◆ Directions for this task ◆
Determine which lines of the records include the word "assignments", and copy them.

*** Records provided ***

//! Dynamic SQL fragments assembled from optional request fields.
//!
//! Column names and operators are `&'static str` supplied by repository code;
//! every value goes through `push_bind` and ends up as a positional parameter.

use sqlx::{Encode, Postgres, QueryBuilder, Type};

/// `%term%` for `ILIKE ... ESCAPE '\'`; wildcards in the term match literally
fn contains_pattern(term: &str) -> String {
    let mut pattern = String::with_capacity(term.len() + 2);
    pattern.push('%');
    for c in term.chars() {
        if matches!(c, '%' | '_' | '\\') {
            pattern.push('\\');
        }
        pattern.push(c);
    }
    pattern.push('%');
    pattern
}

/// `UPDATE <table> SET ...` built from the present fields of an edit request
pub struct UpdateBuilder<'args> {
    query: QueryBuilder<'args, Postgres>,
    assignments: usize,
    fields: usize,
}

impl<'args> UpdateBuilder<'args> {
    pub fn new(table: &'static str) -> Self {
        Self {
            query: QueryBuilder::new(format!("UPDATE {} SET ", table)),
            assignments: 0,
            fields: 0,
        }
    }

    fn push_column(&mut self, column: &'static str) {
        if self.assignments > 0 {
            self.query.push(", ");
        }
        self.query.push(column).push(" = ");
        self.assignments += 1;
    }

    /// Assign `column` only when a value is present
    pub fn set<T>(&mut self, column: &'static str, value: Option<T>) -> &mut Self
    where
        T: 'args + Encode<'args, Postgres> + Type<Postgres> + Send,
    {
        if let Some(value) = value {
            self.push_column(column);
            self.query.push_bind(value);
            self.fields += 1;
        }
        self
    }

    /// Always assign `column`; `None` writes NULL
    pub fn set_nullable<T>(&mut self, column: &'static str, value: Option<T>) -> &mut Self
    where
        T: 'args + Encode<'args, Postgres> + Type<Postgres> + Send,
    {
        self.push_column(column);
        self.query.push_bind(value);
        self.fields += 1;
        self
    }

    /// Assign `column = NOW()`; does not count as a requested change
    pub fn touch(&mut self, column: &'static str) -> &mut Self {
        self.push_column(column);
        self.query.push("NOW()");
        self
    }

    /// True when the request carried no field to change
    pub fn is_empty(&self) -> bool {
        self.fields == 0
    }

    /// Number of requested field changes
    pub fn field_count(&self) -> usize {
        self.fields
    }

    /// Close the statement with `WHERE <key_column> = $n`.
    ///
    /// Callers may append further `AND ...` conditions to the returned builder.
    pub fn where_key(mut self, key_column: &'static str, key: i64) -> QueryBuilder<'args, Postgres> {
        self.query.push(" WHERE ").push(key_column).push(" = ");
        self.query.push_bind(key);
        self.query
    }
}

/// `SELECT ... [WHERE ...] [ORDER BY ...] [LIMIT ... OFFSET ...]` built from a filter object
pub struct FilterBuilder<'args> {
    query: QueryBuilder<'args, Postgres>,
    conditions: usize,
}

impl<'args> FilterBuilder<'args> {
    /// Start from a fixed "select fields + joins" fragment
    pub fn new(select: impl Into<String>) -> Self {
        Self {
            query: QueryBuilder::new(select),
            conditions: 0,
        }
    }

    fn push_prefix(&mut self) {
        self.query
            .push(if self.conditions == 0 { " WHERE " } else { " AND " });
        self.conditions += 1;
    }

    fn compare<T>(&mut self, column: &'static str, op: &'static str, value: Option<T>) -> &mut Self
    where
        T: 'args + Encode<'args, Postgres> + Type<Postgres> + Send,
    {
        if let Some(value) = value {
            self.push_prefix();
            self.query.push(column).push(" ").push(op).push(" ");
            self.query.push_bind(value);
        }
        self
    }

    pub fn eq<T>(&mut self, column: &'static str, value: Option<T>) -> &mut Self
    where
        T: 'args + Encode<'args, Postgres> + Type<Postgres> + Send,
    {
        self.compare(column, "=", value)
    }

    pub fn gte<T>(&mut self, column: &'static str, value: Option<T>) -> &mut Self
    where
        T: 'args + Encode<'args, Postgres> + Type<Postgres> + Send,
    {
        self.compare(column, ">=", value)
    }

    pub fn lte<T>(&mut self, column: &'static str, value: Option<T>) -> &mut Self
    where
        T: 'args + Encode<'args, Postgres> + Type<Postgres> + Send,
    {
        self.compare(column, "<=", value)
    }

    /// Case-insensitive substring match over one or more columns
    pub fn search(&mut self, columns: &[&'static str], term: Option<&str>) -> &mut Self {
        let term = match term.map(str::trim) {
            Some(t) if !t.is_empty() && !columns.is_empty() => t,
            _ => return self,
        };
        let pattern = contains_pattern(term);

        self.push_prefix();
        self.query.push("(");
        for (i, column) in columns.iter().enumerate() {
            if i > 0 {
                self.query.push(" OR ");
            }
            self.query.push(*column).push(" ILIKE ");
            self.query.push_bind(pattern.clone());
            self.query.push(" ESCAPE '\\'");
        }
        self.query.push(")");
        self
    }

    /// Fixed condition without parameters, added when `enabled`
    pub fn condition(&mut self, enabled: bool, sql: &'static str) -> &mut Self {
        if enabled {
            self.push_prefix();
            self.query.push(sql);
        }
        self
    }

    pub fn order_by(&mut self, clause: &'static str) -> &mut Self {
        self.query.push(" ORDER BY ").push(clause);
        self
    }

    /// `LIMIT/OFFSET` for 1-based pages; nothing when no page size is requested
    pub fn paginate(&mut self, page: Option<i64>, per_page: Option<i64>) -> &mut Self {
        if let Some(per_page) = per_page.filter(|n| *n > 0) {
            let page = page.unwrap_or(1).max(1);
            self.query.push(" LIMIT ");
            self.query.push_bind(per_page);
            self.query.push(" OFFSET ");
            self.query.push_bind((page - 1) * per_page);
        }
        self
    }

    #[cfg(test)]
    pub fn sql(&self) -> &str {
        self.query.sql()
    }

    pub fn into_query(self) -> QueryBuilder<'args, Postgres> {
        self.query
    }
}

#[cfg(test)]
mod tests {
    use super::*;

    #[test]
    fn test_update_only_present_fields() {
        let name = Some("Main dam");
        let mut update = UpdateBuilder::new("reservoirs");
        update
            .set("name", name)
            .set::<f64>("normal_level_m", None)
            .set("dead_level_m", Some(102.5_f64));
        assert_eq!(update.field_count(), 2);

        let query = update.where_key("id", 7);
        assert_eq!(
            query.sql(),
            "UPDATE reservoirs SET name = $1, dead_level_m = $2 WHERE id = $3"
        );
    }

    #[test]
    fn test_update_empty_request() {
        let mut update = UpdateBuilder::new("positions");
        update.set::<String>("name", None).touch("updated_at");
        assert!(update.is_empty());
    }

    #[test]
    fn test_update_nullable_always_assigned() {
        let mut update = UpdateBuilder::new("shutdowns");
        update
            .set_nullable::<f64>("generation_loss_mwh", None)
            .set::<String>("reason", None)
            .touch("updated_at");
        assert_eq!(update.field_count(), 1);
        assert_eq!(
            update.where_key("id", 1).sql(),
            "UPDATE shutdowns SET generation_loss_mwh = $1, updated_at = NOW() WHERE id = $2"
        );
    }

    #[test]
    fn test_filter_without_conditions() {
        let mut filter = FilterBuilder::new("SELECT * FROM positions p");
        filter.eq::<i64>("p.id", None).search(&["p.name"], Some("   "));
        filter.order_by("p.name");
        assert_eq!(filter.sql(), "SELECT * FROM positions p ORDER BY p.name");
    }

    #[test]
    fn test_filter_numbers_parameters_in_order() {
        let mut filter = FilterBuilder::new("SELECT * FROM contacts c");
        filter
            .eq("c.organization_id", Some(3_i64))
            .search(&["c.fio", "c.email"], Some("ivan"))
            .condition(true, "c.department_id IS NOT NULL")
            .lte("c.position_id", Some(9_i64));
        filter.order_by("c.fio").paginate(Some(2), Some(20));
        assert_eq!(
            filter.sql(),
            "SELECT * FROM contacts c WHERE c.organization_id = $1 \
             AND (c.fio ILIKE $2 ESCAPE '\\' OR c.email ILIKE $3 ESCAPE '\\') \
             AND c.department_id IS NOT NULL AND c.position_id <= $4 \
             ORDER BY c.fio LIMIT $5 OFFSET $6"
        );
    }

    #[test]
    fn test_search_pattern_escapes_wildcards() {
        assert_eq!(contains_pattern("ivan"), "%ivan%");
        assert_eq!(contains_pattern("50%"), "%50\\%%");
        assert_eq!(contains_pattern("a_b"), "%a\\_b%");
        assert_eq!(contains_pattern(r"C:\dam"), r"%C:\\dam%");
    }
}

*** End of Records provided ***

◆ Answer area ◆
    assignments: usize,
            assignments: 0,
        if self.assignments > 0 {
        self.assignments += 1;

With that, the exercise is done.